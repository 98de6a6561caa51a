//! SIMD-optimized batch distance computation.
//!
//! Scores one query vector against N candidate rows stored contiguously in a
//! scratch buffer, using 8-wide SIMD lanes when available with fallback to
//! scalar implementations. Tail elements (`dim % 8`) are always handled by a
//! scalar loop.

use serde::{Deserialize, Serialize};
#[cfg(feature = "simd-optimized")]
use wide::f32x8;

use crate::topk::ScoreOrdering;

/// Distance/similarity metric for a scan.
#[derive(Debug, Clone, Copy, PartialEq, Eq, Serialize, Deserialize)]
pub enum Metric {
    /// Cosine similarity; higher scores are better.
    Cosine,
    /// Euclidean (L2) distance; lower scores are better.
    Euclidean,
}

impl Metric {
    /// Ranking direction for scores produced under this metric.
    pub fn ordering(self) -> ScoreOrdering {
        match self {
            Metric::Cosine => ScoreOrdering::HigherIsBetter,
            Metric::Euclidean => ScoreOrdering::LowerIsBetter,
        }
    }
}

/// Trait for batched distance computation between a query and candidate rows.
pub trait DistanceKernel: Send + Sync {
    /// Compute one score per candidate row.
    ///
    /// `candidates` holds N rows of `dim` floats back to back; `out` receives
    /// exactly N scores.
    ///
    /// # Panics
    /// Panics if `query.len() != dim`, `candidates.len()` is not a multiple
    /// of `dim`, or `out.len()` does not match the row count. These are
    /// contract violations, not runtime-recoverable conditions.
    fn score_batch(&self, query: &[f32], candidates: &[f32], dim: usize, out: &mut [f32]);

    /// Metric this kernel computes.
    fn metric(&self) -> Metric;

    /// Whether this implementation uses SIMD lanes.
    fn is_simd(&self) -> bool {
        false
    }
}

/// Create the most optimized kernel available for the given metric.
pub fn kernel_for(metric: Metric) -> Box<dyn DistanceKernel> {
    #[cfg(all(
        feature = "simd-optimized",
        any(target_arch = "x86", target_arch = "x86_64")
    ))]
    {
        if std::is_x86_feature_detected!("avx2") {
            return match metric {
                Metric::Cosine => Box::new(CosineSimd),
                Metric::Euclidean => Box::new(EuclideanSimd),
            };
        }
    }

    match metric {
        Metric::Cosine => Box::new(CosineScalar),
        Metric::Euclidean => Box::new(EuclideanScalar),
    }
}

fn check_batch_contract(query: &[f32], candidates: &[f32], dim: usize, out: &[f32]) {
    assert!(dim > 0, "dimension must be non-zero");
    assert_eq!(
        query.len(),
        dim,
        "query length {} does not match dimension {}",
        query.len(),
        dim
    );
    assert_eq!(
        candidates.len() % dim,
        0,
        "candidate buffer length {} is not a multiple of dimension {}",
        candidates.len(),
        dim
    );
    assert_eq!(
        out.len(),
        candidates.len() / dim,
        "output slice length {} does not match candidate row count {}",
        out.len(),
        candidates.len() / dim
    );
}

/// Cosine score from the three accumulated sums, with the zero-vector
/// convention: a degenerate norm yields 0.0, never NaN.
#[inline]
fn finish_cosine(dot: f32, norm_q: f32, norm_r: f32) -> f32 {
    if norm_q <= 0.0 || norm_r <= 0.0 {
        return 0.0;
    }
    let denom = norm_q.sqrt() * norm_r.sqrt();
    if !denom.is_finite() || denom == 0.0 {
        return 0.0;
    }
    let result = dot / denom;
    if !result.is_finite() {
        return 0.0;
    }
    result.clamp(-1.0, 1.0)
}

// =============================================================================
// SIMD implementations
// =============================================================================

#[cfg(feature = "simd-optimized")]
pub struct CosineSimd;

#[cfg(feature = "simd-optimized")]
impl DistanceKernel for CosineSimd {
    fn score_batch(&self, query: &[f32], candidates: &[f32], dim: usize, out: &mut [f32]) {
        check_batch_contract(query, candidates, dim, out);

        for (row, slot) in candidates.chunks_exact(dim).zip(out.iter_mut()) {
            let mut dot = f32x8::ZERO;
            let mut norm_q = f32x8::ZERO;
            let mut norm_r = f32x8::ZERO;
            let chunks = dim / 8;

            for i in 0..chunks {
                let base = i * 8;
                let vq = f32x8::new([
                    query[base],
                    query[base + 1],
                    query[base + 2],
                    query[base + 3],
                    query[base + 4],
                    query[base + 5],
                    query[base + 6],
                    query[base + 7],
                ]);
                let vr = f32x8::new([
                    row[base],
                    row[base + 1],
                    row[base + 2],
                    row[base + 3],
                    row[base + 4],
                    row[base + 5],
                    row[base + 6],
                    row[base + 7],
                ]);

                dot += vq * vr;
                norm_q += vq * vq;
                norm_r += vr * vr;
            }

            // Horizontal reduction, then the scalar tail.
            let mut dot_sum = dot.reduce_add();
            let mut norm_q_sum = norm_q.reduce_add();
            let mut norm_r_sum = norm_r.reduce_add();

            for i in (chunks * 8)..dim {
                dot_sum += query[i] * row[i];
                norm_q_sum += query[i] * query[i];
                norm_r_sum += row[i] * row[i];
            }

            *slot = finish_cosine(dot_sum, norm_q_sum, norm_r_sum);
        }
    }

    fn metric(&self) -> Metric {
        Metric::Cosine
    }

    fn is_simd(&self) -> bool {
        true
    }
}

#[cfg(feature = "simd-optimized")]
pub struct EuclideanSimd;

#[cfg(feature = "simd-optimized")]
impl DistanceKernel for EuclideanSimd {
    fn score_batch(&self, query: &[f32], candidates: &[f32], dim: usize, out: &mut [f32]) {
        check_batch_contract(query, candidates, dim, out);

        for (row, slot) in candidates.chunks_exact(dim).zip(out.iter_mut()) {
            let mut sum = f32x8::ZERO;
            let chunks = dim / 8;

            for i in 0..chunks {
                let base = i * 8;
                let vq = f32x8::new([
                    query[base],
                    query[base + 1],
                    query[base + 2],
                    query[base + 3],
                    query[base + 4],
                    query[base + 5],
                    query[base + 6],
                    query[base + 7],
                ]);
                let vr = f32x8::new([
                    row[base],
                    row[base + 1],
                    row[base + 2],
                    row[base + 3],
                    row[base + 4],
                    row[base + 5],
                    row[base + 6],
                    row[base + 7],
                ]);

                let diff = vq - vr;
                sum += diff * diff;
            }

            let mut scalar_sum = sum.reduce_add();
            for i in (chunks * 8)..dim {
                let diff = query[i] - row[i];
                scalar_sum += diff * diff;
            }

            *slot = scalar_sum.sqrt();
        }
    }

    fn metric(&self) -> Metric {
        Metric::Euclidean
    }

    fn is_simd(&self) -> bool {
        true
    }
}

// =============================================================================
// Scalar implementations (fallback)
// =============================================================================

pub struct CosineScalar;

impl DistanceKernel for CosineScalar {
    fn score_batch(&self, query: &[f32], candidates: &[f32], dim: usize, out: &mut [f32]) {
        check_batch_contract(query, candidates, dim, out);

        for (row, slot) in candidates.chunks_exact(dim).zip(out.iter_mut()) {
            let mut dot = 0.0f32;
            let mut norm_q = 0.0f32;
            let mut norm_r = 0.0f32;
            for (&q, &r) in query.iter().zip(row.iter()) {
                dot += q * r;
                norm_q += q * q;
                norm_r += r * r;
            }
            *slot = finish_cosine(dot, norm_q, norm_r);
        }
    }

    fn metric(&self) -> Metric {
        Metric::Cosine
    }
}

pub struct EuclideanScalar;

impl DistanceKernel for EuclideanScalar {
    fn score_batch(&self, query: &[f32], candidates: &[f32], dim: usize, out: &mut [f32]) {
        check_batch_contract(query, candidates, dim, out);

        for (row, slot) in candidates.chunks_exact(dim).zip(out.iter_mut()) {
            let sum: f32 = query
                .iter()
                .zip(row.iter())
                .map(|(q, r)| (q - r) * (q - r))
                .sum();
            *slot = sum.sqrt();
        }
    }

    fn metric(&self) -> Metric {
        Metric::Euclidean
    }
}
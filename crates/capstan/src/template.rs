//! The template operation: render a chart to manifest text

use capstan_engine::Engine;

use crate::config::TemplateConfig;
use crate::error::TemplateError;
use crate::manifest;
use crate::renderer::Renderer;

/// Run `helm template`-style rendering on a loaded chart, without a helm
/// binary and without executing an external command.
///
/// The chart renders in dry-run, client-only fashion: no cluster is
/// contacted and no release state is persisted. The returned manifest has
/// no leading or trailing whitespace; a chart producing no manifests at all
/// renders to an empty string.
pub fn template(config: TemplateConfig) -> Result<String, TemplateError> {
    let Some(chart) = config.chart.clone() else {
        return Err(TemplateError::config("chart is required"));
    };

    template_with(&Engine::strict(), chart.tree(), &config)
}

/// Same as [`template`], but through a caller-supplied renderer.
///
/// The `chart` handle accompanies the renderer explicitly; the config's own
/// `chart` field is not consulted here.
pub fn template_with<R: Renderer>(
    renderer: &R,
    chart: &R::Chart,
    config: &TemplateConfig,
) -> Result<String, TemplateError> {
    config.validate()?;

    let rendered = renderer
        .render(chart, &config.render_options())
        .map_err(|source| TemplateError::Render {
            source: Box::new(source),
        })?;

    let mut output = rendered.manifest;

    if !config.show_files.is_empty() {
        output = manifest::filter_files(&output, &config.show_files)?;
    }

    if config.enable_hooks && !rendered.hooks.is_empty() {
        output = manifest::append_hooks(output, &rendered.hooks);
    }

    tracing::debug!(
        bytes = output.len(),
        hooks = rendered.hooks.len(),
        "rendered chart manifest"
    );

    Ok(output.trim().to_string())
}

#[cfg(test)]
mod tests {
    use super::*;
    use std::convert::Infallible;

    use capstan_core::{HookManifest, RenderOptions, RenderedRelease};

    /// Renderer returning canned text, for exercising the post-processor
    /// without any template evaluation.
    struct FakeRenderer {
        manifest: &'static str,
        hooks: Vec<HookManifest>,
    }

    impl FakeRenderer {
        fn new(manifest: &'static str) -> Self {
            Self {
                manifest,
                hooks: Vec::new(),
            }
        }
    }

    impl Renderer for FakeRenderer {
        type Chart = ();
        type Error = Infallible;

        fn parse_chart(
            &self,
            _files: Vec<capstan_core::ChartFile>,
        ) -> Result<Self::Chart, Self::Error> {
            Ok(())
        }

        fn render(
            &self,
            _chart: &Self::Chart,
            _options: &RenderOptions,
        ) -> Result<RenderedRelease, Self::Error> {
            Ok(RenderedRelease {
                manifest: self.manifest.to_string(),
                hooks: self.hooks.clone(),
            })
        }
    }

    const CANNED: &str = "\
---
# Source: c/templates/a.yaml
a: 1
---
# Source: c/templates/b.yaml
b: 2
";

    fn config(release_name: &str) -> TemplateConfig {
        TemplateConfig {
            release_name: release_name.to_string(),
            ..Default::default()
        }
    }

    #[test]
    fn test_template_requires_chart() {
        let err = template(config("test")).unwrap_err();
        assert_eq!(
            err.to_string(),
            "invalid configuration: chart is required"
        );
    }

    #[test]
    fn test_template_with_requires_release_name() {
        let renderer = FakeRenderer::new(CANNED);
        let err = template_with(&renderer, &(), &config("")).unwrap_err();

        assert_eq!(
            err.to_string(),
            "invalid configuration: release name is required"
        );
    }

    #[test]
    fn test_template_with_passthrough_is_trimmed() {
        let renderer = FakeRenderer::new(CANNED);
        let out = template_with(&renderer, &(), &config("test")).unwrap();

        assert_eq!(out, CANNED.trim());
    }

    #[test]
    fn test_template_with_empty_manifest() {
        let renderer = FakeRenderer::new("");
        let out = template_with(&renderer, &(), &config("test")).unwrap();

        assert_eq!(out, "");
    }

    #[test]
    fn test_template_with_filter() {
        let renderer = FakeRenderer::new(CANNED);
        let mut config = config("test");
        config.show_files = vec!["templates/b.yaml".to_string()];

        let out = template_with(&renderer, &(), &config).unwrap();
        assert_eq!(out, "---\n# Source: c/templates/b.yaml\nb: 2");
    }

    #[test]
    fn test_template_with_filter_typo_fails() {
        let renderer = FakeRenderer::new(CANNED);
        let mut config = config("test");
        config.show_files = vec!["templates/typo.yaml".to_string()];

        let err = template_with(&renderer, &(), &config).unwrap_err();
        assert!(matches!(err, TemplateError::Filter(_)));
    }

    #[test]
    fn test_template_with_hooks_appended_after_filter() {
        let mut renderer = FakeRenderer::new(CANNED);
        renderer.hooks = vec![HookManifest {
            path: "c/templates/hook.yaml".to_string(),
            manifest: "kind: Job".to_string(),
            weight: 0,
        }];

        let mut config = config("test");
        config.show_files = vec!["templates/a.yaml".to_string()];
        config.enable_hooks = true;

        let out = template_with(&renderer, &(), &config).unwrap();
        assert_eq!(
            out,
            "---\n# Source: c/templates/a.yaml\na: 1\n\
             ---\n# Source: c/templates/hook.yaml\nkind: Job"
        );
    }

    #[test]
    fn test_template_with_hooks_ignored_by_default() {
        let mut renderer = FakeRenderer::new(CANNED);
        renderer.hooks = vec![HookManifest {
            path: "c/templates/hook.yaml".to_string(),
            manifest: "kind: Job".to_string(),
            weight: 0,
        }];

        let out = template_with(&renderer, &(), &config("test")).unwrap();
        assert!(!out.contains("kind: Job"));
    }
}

+===+

Throughout the material above, find each line with "configuration" and return it.

            "invalid configuration: chart is required"
            "invalid configuration: release name is required"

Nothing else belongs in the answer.